| What this task involves |
Your task is to copy the stretch of lines in the records below that begins with the line containing "store.insert_at(&story(id), base +" and ends with the line containing "assert_eq!(third.len(), 5);", exactly as written, with nothing added.

-- Data excerpts follows --

//! Story storage: trait contract plus the SQLite implementation
//!
//! Table written (see `sql/01_stories.sql`):
//! - `stories` - INSERT OR IGNORE keyed on `story_id` (first write wins)

use super::error::StorageError;
use super::types::{NewStory, PageRequest, Story, UpsertOutcome};
use async_trait::async_trait;
use rusqlite::{params, Connection};
use std::path::Path;
use std::sync::{Arc, Mutex, MutexGuard};
use std::time::Duration;

const SCHEMA: &str = include_str!("../../sql/01_stories.sql");

/// Trait for the durable story store
#[async_trait]
pub trait StoryStore: Send + Sync {
    /// Insert a story unless its `story_id` is already present
    ///
    /// A duplicate is a no-op and reported as `AlreadyPresent`, never an error.
    async fn upsert(&self, story: &NewStory) -> Result<UpsertOutcome, StorageError>;

    /// Read one page, newest ingestion first
    ///
    /// Offset is `(page - 1) * limit`.
    async fn read_page(&self, page: PageRequest) -> Result<Vec<Story>, StorageError>;

    /// Count stories ingested within the trailing `window`
    async fn count_since(&self, window: Duration) -> Result<u64, StorageError>;
}

/// SQLite implementation of StoryStore
///
/// A single connection behind a mutex; the lock is never held across an await.
pub struct SqliteStoryStore {
    conn: Arc<Mutex<Connection>>,
}

impl SqliteStoryStore {
    /// Open (or create) the database file and apply the schema
    pub fn open(db_path: impl AsRef<Path>) -> Result<Self, StorageError> {
        let db_path = db_path.as_ref();
        if let Some(parent) = db_path.parent() {
            if !parent.as_os_str().is_empty() {
                std::fs::create_dir_all(parent)?;
            }
        }

        let conn = Connection::open(db_path)?;

        let mode: String =
            conn.pragma_update_and_check(None, "journal_mode", "WAL", |row| row.get(0))?;
        conn.pragma_update(None, "synchronous", "NORMAL")?;
        log::info!("📊 SQLite journal mode: {}", mode);

        Self::with_connection(conn)
    }

    /// In-memory database, used by tests
    pub fn open_in_memory() -> Result<Self, StorageError> {
        Self::with_connection(Connection::open_in_memory()?)
    }

    fn with_connection(conn: Connection) -> Result<Self, StorageError> {
        conn.execute_batch(SCHEMA)?;
        log::info!("✅ Story schema ready");

        Ok(Self {
            conn: Arc::new(Mutex::new(conn)),
        })
    }

    fn lock(&self) -> Result<MutexGuard<'_, Connection>, StorageError> {
        self.conn.lock().map_err(|_| StorageError::Poisoned)
    }

    /// Insert with an explicit ingestion timestamp (Unix milliseconds)
    pub fn insert_at(&self, story: &NewStory, ingested_at: i64) -> Result<UpsertOutcome, StorageError> {
        let conn = self.lock()?;
        let changed = conn.execute(
            r#"
            INSERT OR IGNORE INTO stories (story_id, title, url, author, score, ingested_at)
            VALUES (?1, ?2, ?3, ?4, ?5, ?6)
            "#,
            params![
                story.story_id,
                story.title,
                story.url,
                story.author,
                story.score,
                ingested_at,
            ],
        )?;

        Ok(if changed == 0 {
            UpsertOutcome::AlreadyPresent
        } else {
            UpsertOutcome::Inserted
        })
    }

    /// Total number of stored stories
    pub fn count_all(&self) -> Result<u64, StorageError> {
        let conn = self.lock()?;
        let count: i64 = conn.query_row("SELECT COUNT(*) FROM stories", [], |row| row.get(0))?;
        Ok(count.max(0) as u64)
    }
}

fn now_millis() -> i64 {
    chrono::Utc::now().timestamp_millis()
}

#[async_trait]
impl StoryStore for SqliteStoryStore {
    async fn upsert(&self, story: &NewStory) -> Result<UpsertOutcome, StorageError> {
        self.insert_at(story, now_millis())
    }

    async fn read_page(&self, page: PageRequest) -> Result<Vec<Story>, StorageError> {
        let conn = self.lock()?;
        let mut stmt = conn.prepare_cached(
            "SELECT id, story_id, title, url, author, score, ingested_at
             FROM stories
             ORDER BY ingested_at DESC, id DESC
             LIMIT ?1 OFFSET ?2",
        )?;

        let rows = stmt.query_map(params![page.limit as i64, page.offset() as i64], |row| {
            Ok(Story {
                id: row.get(0)?,
                story_id: row.get(1)?,
                title: row.get(2)?,
                url: row.get(3)?,
                author: row.get(4)?,
                score: row.get(5)?,
                ingested_at: row.get(6)?,
            })
        })?;

        let mut stories = Vec::with_capacity(page.limit as usize);
        for story in rows {
            stories.push(story?);
        }
        Ok(stories)
    }

    async fn count_since(&self, window: Duration) -> Result<u64, StorageError> {
        let cutoff = now_millis() - window.as_millis() as i64;
        let conn = self.lock()?;
        let count: i64 = conn.query_row(
            "SELECT COUNT(*) FROM stories WHERE ingested_at >= ?1",
            [cutoff],
            |row| row.get(0),
        )?;
        Ok(count.max(0) as u64)
    }
}

#[cfg(test)]
mod tests {
    use super::*;
    use tempfile::TempDir;

    fn story(id: i64) -> NewStory {
        NewStory {
            story_id: id,
            title: format!("Story {}", id),
            url: format!("https://example.com/{}", id),
            author: "bob".to_string(),
            score: id,
        }
    }

    #[tokio::test]
    async fn test_upsert_is_idempotent() {
        let store = SqliteStoryStore::open_in_memory().unwrap();

        assert_eq!(store.upsert(&story(1)).await.unwrap(), UpsertOutcome::Inserted);

        // Same id with different content: first write wins
        let mut changed = story(1);
        changed.title = "Edited title".to_string();
        assert_eq!(
            store.upsert(&changed).await.unwrap(),
            UpsertOutcome::AlreadyPresent
        );

        assert_eq!(store.count_all().unwrap(), 1);
        let page = store.read_page(PageRequest::default()).await.unwrap();
        assert_eq!(page[0].title, "Story 1");
    }

    #[tokio::test]
    async fn test_read_page_orders_by_recency() {
        let store = SqliteStoryStore::open_in_memory().unwrap();
        let base = 1_700_000_000_000;

        for id in 1..=25 {
            store.insert_at(&story(id), base + id * 1000).unwrap();
        }

        let first = store.read_page(PageRequest::new(1, 10).unwrap()).await.unwrap();
        let second = store.read_page(PageRequest::new(2, 10).unwrap()).await.unwrap();
        let third = store.read_page(PageRequest::new(3, 10).unwrap()).await.unwrap();

        assert_eq!(first.len(), 10);
        assert_eq!(second.len(), 10);
        assert_eq!(third.len(), 5);

        let first_ids: Vec<i64> = first.iter().map(|s| s.story_id).collect();
        assert_eq!(first_ids, (16..=25).rev().collect::<Vec<_>>());

        // Pages never overlap while storage is unchanged
        assert!(second.iter().all(|s| !first_ids.contains(&s.story_id)));
        assert_eq!(second[0].story_id, 15);

        // Descending recency across the whole listing
        let all: Vec<i64> = first
            .iter()
            .chain(second.iter())
            .chain(third.iter())
            .map(|s| s.ingested_at)
            .collect();
        assert!(all.windows(2).all(|w| w[0] >= w[1]));
    }

    #[tokio::test]
    async fn test_read_page_breaks_timestamp_ties_by_row() {
        let store = SqliteStoryStore::open_in_memory().unwrap();
        let ts = 1_700_000_000_000;

        for id in [10, 20, 30] {
            store.insert_at(&story(id), ts).unwrap();
        }

        let first = store.read_page(PageRequest::new(1, 2).unwrap()).await.unwrap();
        let second = store.read_page(PageRequest::new(2, 2).unwrap()).await.unwrap();

        let ids: Vec<i64> = first.iter().chain(second.iter()).map(|s| s.story_id).collect();
        assert_eq!(ids, vec![30, 20, 10]);
    }

    #[tokio::test]
    async fn test_count_since_uses_trailing_window() {
        let store = SqliteStoryStore::open_in_memory().unwrap();
        let window = Duration::from_secs(300);

        assert_eq!(store.count_since(window).await.unwrap(), 0);

        let now = now_millis();
        store.insert_at(&story(1), now - 10 * 60 * 1000).unwrap(); // 10 minutes ago
        store.insert_at(&story(2), now - 6 * 60 * 1000).unwrap(); // 6 minutes ago
        store.insert_at(&story(3), now - 60 * 1000).unwrap(); // 1 minute ago
        store.upsert(&story(4)).await.unwrap(); // now

        assert_eq!(store.count_since(window).await.unwrap(), 2);
        assert_eq!(store.count_since(Duration::from_secs(3600)).await.unwrap(), 4);
    }

    #[tokio::test]
    async fn test_open_creates_file_and_persists() {
        let dir = TempDir::new().unwrap();
        let db_path = dir.path().join("nested").join("stories.db");

        {
            let store = SqliteStoryStore::open(&db_path).unwrap();
            store.upsert(&story(7)).await.unwrap();
        }

        // Reopen: schema creation is idempotent and data survives
        let store = SqliteStoryStore::open(&db_path).unwrap();
        assert_eq!(store.count_all().unwrap(), 1);
        assert_eq!(
            store.upsert(&story(7)).await.unwrap(),
            UpsertOutcome::AlreadyPresent
        );
    }
}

-- Data excerpts concluded --

| Task response |
            store.insert_at(&story(id), base + id * 1000).unwrap();
        }

        let first = store.read_page(PageRequest::new(1, 10).unwrap()).await.unwrap();
        let second = store.read_page(PageRequest::new(2, 10).unwrap()).await.unwrap();
        let third = store.read_page(PageRequest::new(3, 10).unwrap()).await.unwrap();

        assert_eq!(first.len(), 10);
        assert_eq!(second.len(), 10);
        assert_eq!(third.len(), 5);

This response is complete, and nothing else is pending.